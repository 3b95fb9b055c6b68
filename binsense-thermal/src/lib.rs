//! # 🌡️ binsense-thermal — Câmera Térmica
//!
//! Acesso a registradores do MLX90640 (32×24 pixels) sobre qualquer
//! barramento que implemente `embedded_hal::i2c::I2c`.
//!
//! Os frames são devolvidos brutos; a conversão para temperatura por pixel
//! fica fora deste crate.
//!
//! ## Exemplo
//!
//! ```ignore
//! use binsense_thermal::Mlx90640;
//! use binsense_core::Sensor;
//!
//! let mut camera = Mlx90640::new(bus);
//! camera.init()?;
//! let frame = camera.read()?;
//! ```

pub mod error;
pub mod mlx90640;
pub mod types;

pub use error::{ThermalError, ThermalResult};
pub use mlx90640::Mlx90640;
pub use types::{
    DEFAULT_ADDRESS, DEFAULT_FREQUENCY_HZ, EEPROM_WORDS, FRAME_WORDS, RawFrame, RefreshRate,
    ThermalConfig,
};

#[cfg(test)]
mod tests;
//! Tipos de dados da câmera térmica

use serde::{Deserialize, Serialize};

/// Endereço I2C de fábrica do MLX90640
pub const DEFAULT_ADDRESS: u8 = 0x33;

/// Frequência padrão do barramento (Hz)
pub const DEFAULT_FREQUENCY_HZ: u32 = 400_000;

/// Frequência máxima suportada pelo sensor (Fast Mode Plus)
pub const MAX_FREQUENCY_HZ: u32 = 1_000_000;

/// Palavras de RAM em um frame (768 pixels + 64 auxiliares)
pub const FRAME_WORDS: usize = 832;

/// Palavras de EEPROM de calibração
pub const EEPROM_WORDS: usize = 832;

/// Taxa de atualização de subpágina (bits 7..9 do registrador de controle)
#[derive(Debug, Clone, Copy, PartialEq, Eq, Default, Serialize, Deserialize)]
pub enum RefreshRate {
    #[serde(rename = "0.5hz")]
    HalfHz = 0,
    #[serde(rename = "1hz")]
    OneHz = 1,
    #[default]
    #[serde(rename = "2hz")]
    TwoHz = 2,
    #[serde(rename = "4hz")]
    FourHz = 3,
    #[serde(rename = "8hz")]
    EightHz = 4,
    #[serde(rename = "16hz")]
    SixteenHz = 5,
    #[serde(rename = "32hz")]
    ThirtyTwoHz = 6,
    #[serde(rename = "64hz")]
    SixtyFourHz = 7,
}

impl RefreshRate {
    /// Valor de 3 bits gravado no registrador
    pub fn bits(&self) -> u16 {
        *self as u16
    }

    /// Decodifica os 3 bits do registrador
    pub fn from_bits(bits: u16) -> Self {
        match bits & 0x7 {
            0 => RefreshRate::HalfHz,
            1 => RefreshRate::OneHz,
            2 => RefreshRate::TwoHz,
            3 => RefreshRate::FourHz,
            4 => RefreshRate::EightHz,
            5 => RefreshRate::SixteenHz,
            6 => RefreshRate::ThirtyTwoHz,
            _ => RefreshRate::SixtyFourHz,
        }
    }

    /// Frequência em Hz
    pub fn hz(&self) -> f32 {
        0.5 * (1u32 << self.bits()) as f32
    }
}

/// Configuração da câmera térmica
#[derive(Debug, Clone, PartialEq, Serialize, Deserialize)]
pub struct ThermalConfig {
    /// Endereço I2C de 7 bits
    pub address: u8,
    /// Frequência pedida ao barramento (Hz)
    pub frequency_hz: u32,
    /// Taxa de atualização
    pub refresh_rate: RefreshRate,
}

impl Default for ThermalConfig {
    fn default() -> Self {
        Self {
            address: DEFAULT_ADDRESS,
            frequency_hz: DEFAULT_FREQUENCY_HZ,
            refresh_rate: RefreshRate::default(),
        }
    }
}

/// Frame bruto lido da RAM (sem compensação)
#[derive(Debug, Clone, PartialEq, Eq)]
pub struct RawFrame {
    /// Subpágina medida (0 ou 1)
    pub subpage: u8,
    /// Palavras da RAM a partir de 0x0400
    pub words: Vec<u16>,
}

impl RawFrame {
    /// Palavras de pixel (sem as auxiliares)
    pub fn pixels(&self) -> &[u16] {
        &self.words[..self.words.len().min(768)]
    }

    /// Palavras auxiliares (Ta, VDD, ganho)
    pub fn aux(&self) -> &[u16] {
        &self.words[self.words.len().min(768)..]
    }
}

→ **What you will do**
All lines of the listing that contain the word "atualização" should be copied out.

→ **Response**
/// Taxa de atualização de subpágina (bits 7..9 do registrador de controle)
    /// Taxa de atualização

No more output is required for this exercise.